Methods— One hundred and fifty stroke patients with signs of cortical involvement and a National Institutes of Health Stroke Scale (NIHSS) score of 7 to 20 received a 4-day course of intravenous 1 mg/kg per day DP-b99 or placebo within 1 to 9 hours of stroke onset. Treatment with recombinant tissue plasminogen activator was not allowed.
Results— No major differences in mortality rate, causes of death, adverse events, safety laboratory tests, and ECG parameters were found between the 2 groups. The baseline NIHSS score of the 72 DP-b99– and 75 placebo-treated patients in the intent-to-treat cohort was (mean±SD) 12.2±4.0 and 12.6±3.3, respectively; the time to needle (mean±SD) was 6:36±1:47 and 6:28±1:33 hours, respectively; and the age (mean±SD) was 73.3±9.9 and 72.0±9.6 years, respectively. The 90-day median change from baseline (the primary end point) was –6.0 and –5.0 NIHSS points in the DP-b99 and placebo groups, respectively (nonsignificant). At 90 days, there was a significantly better outcome in the DP-b99 group compared with the placebo group (modified Rankin scale score of 0, 1, or same as prestroke): 30.6% and 16.0%, respectively (P=0.05). The recovery rate was unaffected by the time to needle. Further analyses indicated that the 90-day median change from baseline in patients with an entry NIHSS score of 10 to 16 was 8.0 and 5.0 points in the DP-b99 and placebo groups, respectively (P=0.03).

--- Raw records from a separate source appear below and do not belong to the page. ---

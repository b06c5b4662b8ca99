//! Fleet aggregation.

use chrono::{DateTime, Utc};
use rust_decimal::Decimal;
use serde::Serialize;
use tracing::debug;

use crate::{logger::FleetLogger, vehicle::Vehicle};

/// Header printed above the vehicle list by [`Fleet::display_all`].
pub const FLEET_BANNER: &str = "=== Fleet Overview ===";

/// An ordered collection of vehicles owned by one organisation.
///
/// The fleet owns its vehicles and borrows the logger it reports to.
/// Insertion order is preserved and duplicates are allowed.
pub struct Fleet<'log> {
    vehicles: Vec<Vehicle>,
    logger: &'log dyn FleetLogger,
}

impl<'log> Fleet<'log> {
    /// Create an empty fleet reporting to `logger`.
    pub fn new(logger: &'log dyn FleetLogger) -> Self {
        Self {
            vehicles: Vec::new(),
            logger,
        }
    }

    /// Take ownership of `vehicle` and append it.
    pub fn add(&mut self, vehicle: impl Into<Vehicle>) {
        let vehicle = vehicle.into();
        let kind = vehicle.kind();
        self.vehicles.push(vehicle);
        self.logger.log(&format!("Vehicle added: {kind}"));
        debug!(%kind, total = self.vehicles.len(), "vehicle added to fleet");
    }

    /// Banner followed by every vehicle's description in insertion order.
    pub fn display_all(&self) -> String {
        self.logger.log("Displaying fleet");
        let mut out = String::with_capacity(FLEET_BANNER.len() + 1 + self.vehicles.len() * 128);
        out.push_str(FLEET_BANNER);
        out.push('\n');
        for vehicle in &self.vehicles {
            out.push_str(&vehicle.describe());
        }
        out
    }

    /// Sum of all prices; zero for an empty fleet.
    pub fn total_value(&self) -> Decimal {
        let total: Decimal = self.vehicles.iter().map(Vehicle::price).sum();
        self.logger.log("Calculating total fleet value");
        total
    }

    /// Vehicles in insertion order.
    pub fn vehicles(&self) -> &[Vehicle] {
        &self.vehicles
    }

    /// Number of vehicles.
    pub fn len(&self) -> usize {
        self.vehicles.len()
    }

    /// Whether the fleet holds no vehicles.
    pub fn is_empty(&self) -> bool {
        self.vehicles.is_empty()
    }

    /// Snapshot of the fleet suitable for serialisation.
    pub fn report(&self) -> FleetReport<'_> {
        FleetReport {
            vehicles: &self.vehicles,
            total_value: self.total_value(),
            generated_at: Utc::now(),
        }
    }
}

impl std::fmt::Debug for Fleet<'_> {
    fn fmt(&self, f: &mut std::fmt::Formatter<'_>) -> std::fmt::Result {
        f.debug_struct("Fleet")
            .field("vehicles", &self.vehicles)
            .finish_non_exhaustive()
    }
}

/// Serialisable view of a fleet.
#[derive(Debug, Serialize)]
pub struct FleetReport<'a> {
    /// Vehicles in insertion order.
    pub vehicles: &'a [Vehicle],
    /// Sum of all prices.
    pub total_value: Decimal,
    /// When the report was produced.
    pub generated_at: DateTime<Utc>,
}
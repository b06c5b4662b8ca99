//! Errors raised by the configuration, logging and line-count surfaces.
//!
//! Fleet operations themselves never fail.

use std::{io, path::PathBuf};

use thiserror::Error;

/// Failure outside the fleet domain operations.
#[derive(Debug, Error)]
pub enum FleetError {
    /// Filesystem access failed.
    #[error("i/o error on {path}: {source}")]
    Io {
        /// Path being accessed.
        path: PathBuf,
        /// Underlying error.
        #[source]
        source: io::Error,
    },
    /// Configuration could not be assembled or deserialised.
    #[error("invalid configuration: {0}")]
    Config(#[from] config::ConfigError),
    /// A logger name did not match any known sink.
    #[error("unknown logger '{0}' (expected console, file, tracing or memory)")]
    UnknownLogger(String),
    /// Directory traversal failed.
    #[error("failed to walk {path}: {source}")]
    Walk {
        /// Root being walked.
        path: PathBuf,
        /// Underlying error.
        #[source]
        source: walkdir::Error,
    },
}
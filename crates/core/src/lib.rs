#![warn(clippy::all, missing_docs)]

//! Core domain logic for the fleetview demo.
//!
//! This crate hosts the vehicle taxonomy, the fleet aggregator and the
//! logging, configuration and line-counting services used by the
//! `fleetview` binary.

pub mod config;
pub mod demo;
pub mod error;
pub mod fleet;
pub mod line_count;
pub mod logger;
pub mod vehicle;

pub use config::AppConfig;
pub use error::FleetError;
pub use fleet::{Fleet, FleetReport, FLEET_BANNER};
pub use line_count::LineStats;
pub use logger::{
    build_logger, ConsoleLogger, ConsoleStream, FileLogger, FleetLogger, LoggerKind, MemoryLogger, TracingLogger,
};
pub use vehicle::{
    CarSpec, ElectricCapability, ElectricCar, ElectricVehicle, Sedan, SportsCar, Suv, Vehicle,
    VehicleIdentity, VehicleKind,
};
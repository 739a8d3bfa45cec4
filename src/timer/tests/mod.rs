/******************************************************************************
   Author: Joaquín Béjar García
   Email: jb@taunais.com
   Date: 17/10/26
******************************************************************************/

//! Tests for the timer subsystem.
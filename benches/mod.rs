/******************************************************************************
   Author: Joaquín Béjar García
   Email: jb@taunais.com
   Date: 17/10/26
******************************************************************************/
use criterion::{criterion_group, criterion_main};


criterion_group!(benches, mailbox_bench::register_benchmarks);
criterion_main!(benches);
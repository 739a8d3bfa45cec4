/******************************************************************************
   Author: Joaquín Béjar García
   Email: jb@taunais.com
   Date: 17/10/26
******************************************************************************/

//! Tests for effect lifecycles and the repeat law.
/******************************************************************************
   Author: Joaquín Béjar García
   Email: jb@taunais.com
   Date: 17/10/26
******************************************************************************/

//! Effect that emits an event after a fixed duration.

use super::{Effect, EffectContext, Repeat};
use crate::event::{Event, Payload};
use crate::mailbox::Mailbox;
use crate::timer::Timer;
use std::sync::Arc;
use std::time::Duration;
use tracing::{debug, warn};

/// Emits `event` into the sequencer's mailbox every `period`, as many times
/// as its [`Repeat`] policy allows.
///
/// The repeat count restarts from the configured policy on every `start`.
/// Expiry callbacks run on the sequencer's timer thread.
pub struct TimedEffect<P: Payload = String> {
    period: Duration,
    event: Event<P>,
    repeat: Repeat,
    mailbox: Option<Arc<Mailbox<Event<P>>>>,
    timer: Option<Timer>,
}

impl<P: Payload> TimedEffect<P> {
    /// Creates a detached timed effect.
    #[must_use]
    pub fn new(period: Duration, event: Event<P>, repeat: impl Into<Repeat>) -> Self {
        Self {
            period,
            event,
            repeat: repeat.into(),
            mailbox: None,
            timer: None,
        }
    }

    /// Creates a single-shot timed effect.
    #[must_use]
    pub fn once(period: Duration, event: Event<P>) -> Self {
        Self::new(period, event, Repeat::Once)
    }

    /// Time between arming and each shot.
    #[must_use]
    pub fn period(&self) -> Duration {
        self.period
    }

    /// The event emitted on every shot.
    #[must_use]
    pub fn event(&self) -> &Event<P> {
        &self.event
    }

    /// The configured repeat policy.
    #[must_use]
    pub fn repeat(&self) -> Repeat {
        self.repeat
    }

    /// Returns `true` while a shot is pending.
    #[must_use]
    pub fn is_armed(&self) -> bool {
        self.timer.as_ref().is_some_and(Timer::is_armed)
    }
}

impl<P: Payload> Effect<P> for TimedEffect<P> {
    fn init(&mut self, context: &EffectContext<'_, P>) {
        self.stop();
        self.mailbox = Some(Arc::clone(context.mailbox()));
        self.timer = context.create_timer();
        if self.timer.is_none() {
            warn!(event = ?self.event, "timer service unavailable; timed effect stays inert");
        }
    }

    fn start(&mut self) {
        let (Some(timer), Some(mailbox)) = (&self.timer, &self.mailbox) else {
            debug!(event = ?self.event, "timed effect started before init; ignored");
            return;
        };

        let mailbox = Arc::clone(mailbox);
        let event = self.event.clone();
        let mut repeat = self.repeat;
        timer.start(self.period, move || {
            debug!(event = ?event, remaining = ?repeat.remaining(), "timed effect fired");
            mailbox.send(event.clone());
            repeat.advance()
        });
    }

    fn stop(&mut self) {
        if let Some(timer) = &self.timer {
            timer.cancel();
        }
    }
}

impl<P: Payload> Drop for TimedEffect<P> {
    fn drop(&mut self) {
        self.stop();
    }
}
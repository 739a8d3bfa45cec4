/******************************************************************************
   Author: Joaquín Béjar García
   Email: jb@taunais.com
   Date: 17/10/26
******************************************************************************/

//! Effect that reacts to another broadcast event.

use super::{Effect, EffectContext, Repeat};
use crate::event::{Event, Payload};
use crate::listener::{ListenerId, ListenerRegistry, MaskedListener};
use crate::mailbox::Mailbox;
use parking_lot::Mutex;
use std::sync::{Arc, Weak};
use tracing::debug;

/// Emits `reaction` every time `trigger` is broadcast.
///
/// On `init` the effect registers a masked listener for `trigger`. The
/// sequencer only broadcasts while RUNNING, so the effect reacts whenever the
/// sequencer runs, whether it got there through START or RESUME. By default it
/// reacts to every occurrence; a [`with_repeat`](Self::with_repeat) policy
/// bounds the number of reactions, and every `start` refills that budget.
pub struct TriggeredEffect<P: Payload = String> {
    trigger: Event<P>,
    reaction: Event<P>,
    repeat: Repeat,
    /// Reactions left; `None` once a bounded policy is used up.
    budget: Arc<Mutex<Option<Repeat>>>,
    binding: Option<(Weak<ListenerRegistry<P>>, ListenerId)>,
}

impl<P: Payload> TriggeredEffect<P> {
    /// Creates a detached effect emitting `reaction` whenever `trigger` is seen.
    #[must_use]
    pub fn new(trigger: Event<P>, reaction: Event<P>) -> Self {
        Self {
            trigger,
            reaction,
            repeat: Repeat::Forever,
            budget: Arc::new(Mutex::new(Some(Repeat::Forever))),
            binding: None,
        }
    }

    /// Bounds how many reactions one arming produces.
    #[must_use]
    pub fn with_repeat(mut self, repeat: impl Into<Repeat>) -> Self {
        self.repeat = repeat.into();
        *self.budget.lock() = Some(self.repeat);
        self
    }

    /// The event being listened for.
    #[must_use]
    pub fn trigger(&self) -> &Event<P> {
        &self.trigger
    }

    /// The event emitted in response.
    #[must_use]
    pub fn reaction(&self) -> &Event<P> {
        &self.reaction
    }

    /// Returns `true` while the effect is bound and has reactions left.
    #[must_use]
    pub fn is_armed(&self) -> bool {
        self.binding.is_some() && self.budget.lock().is_some()
    }

    fn unbind(&mut self) {
        if let Some((registry, id)) = self.binding.take() {
            if let Some(registry) = registry.upgrade() {
                registry.unregister(id);
            }
        }
    }
}

impl<P: Payload> Effect<P> for TriggeredEffect<P> {
    fn init(&mut self, context: &EffectContext<'_, P>) {
        self.unbind();

        let mailbox: Arc<Mailbox<Event<P>>> = Arc::clone(context.mailbox());
        let budget = Arc::clone(&self.budget);
        let reaction = self.reaction.clone();
        let listener = MaskedListener::new(self.trigger.clone(), move |trigger: &Event<P>| {
            let mut budget = budget.lock();
            let Some(repeat) = budget.as_mut() else {
                return false;
            };
            debug!(trigger = ?trigger, reaction = ?reaction, "triggered effect fired");
            mailbox.send(reaction.clone());
            if !repeat.advance() {
                *budget = None;
            }
            true
        });

        let id = context.register_listener(Arc::new(listener));
        self.binding = Some((Arc::downgrade(context.listeners()), id));
    }

    fn start(&mut self) {
        if self.binding.is_none() {
            debug!(trigger = ?self.trigger, "triggered effect started before init; ignored");
            return;
        }
        *self.budget.lock() = Some(self.repeat);
    }

    /// Nothing to disarm: the trigger is only broadcast while the sequencer
    /// runs, so a stopped sequencer never reaches the listener.
    fn stop(&mut self) {}
}

impl<P: Payload> Drop for TriggeredEffect<P> {
    fn drop(&mut self) {
        self.unbind();
    }
}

Conclusions— In this small-scale study, the primary end point of change in NIHSS score from baseline to 90 days was not met. However, secondary end points demonstrated a significantly improved 90-day recovery rate with treatment with DP-b99 when compared with placebo. In addition, in patients with baseline NIHSS scores of 10 to 16, a significant post hoc change in NIHSS score from baseline to day 90 was observed. No major safety problems were identified. These findings need to be confirmed with a larger prospective study of strokes involving the cortex.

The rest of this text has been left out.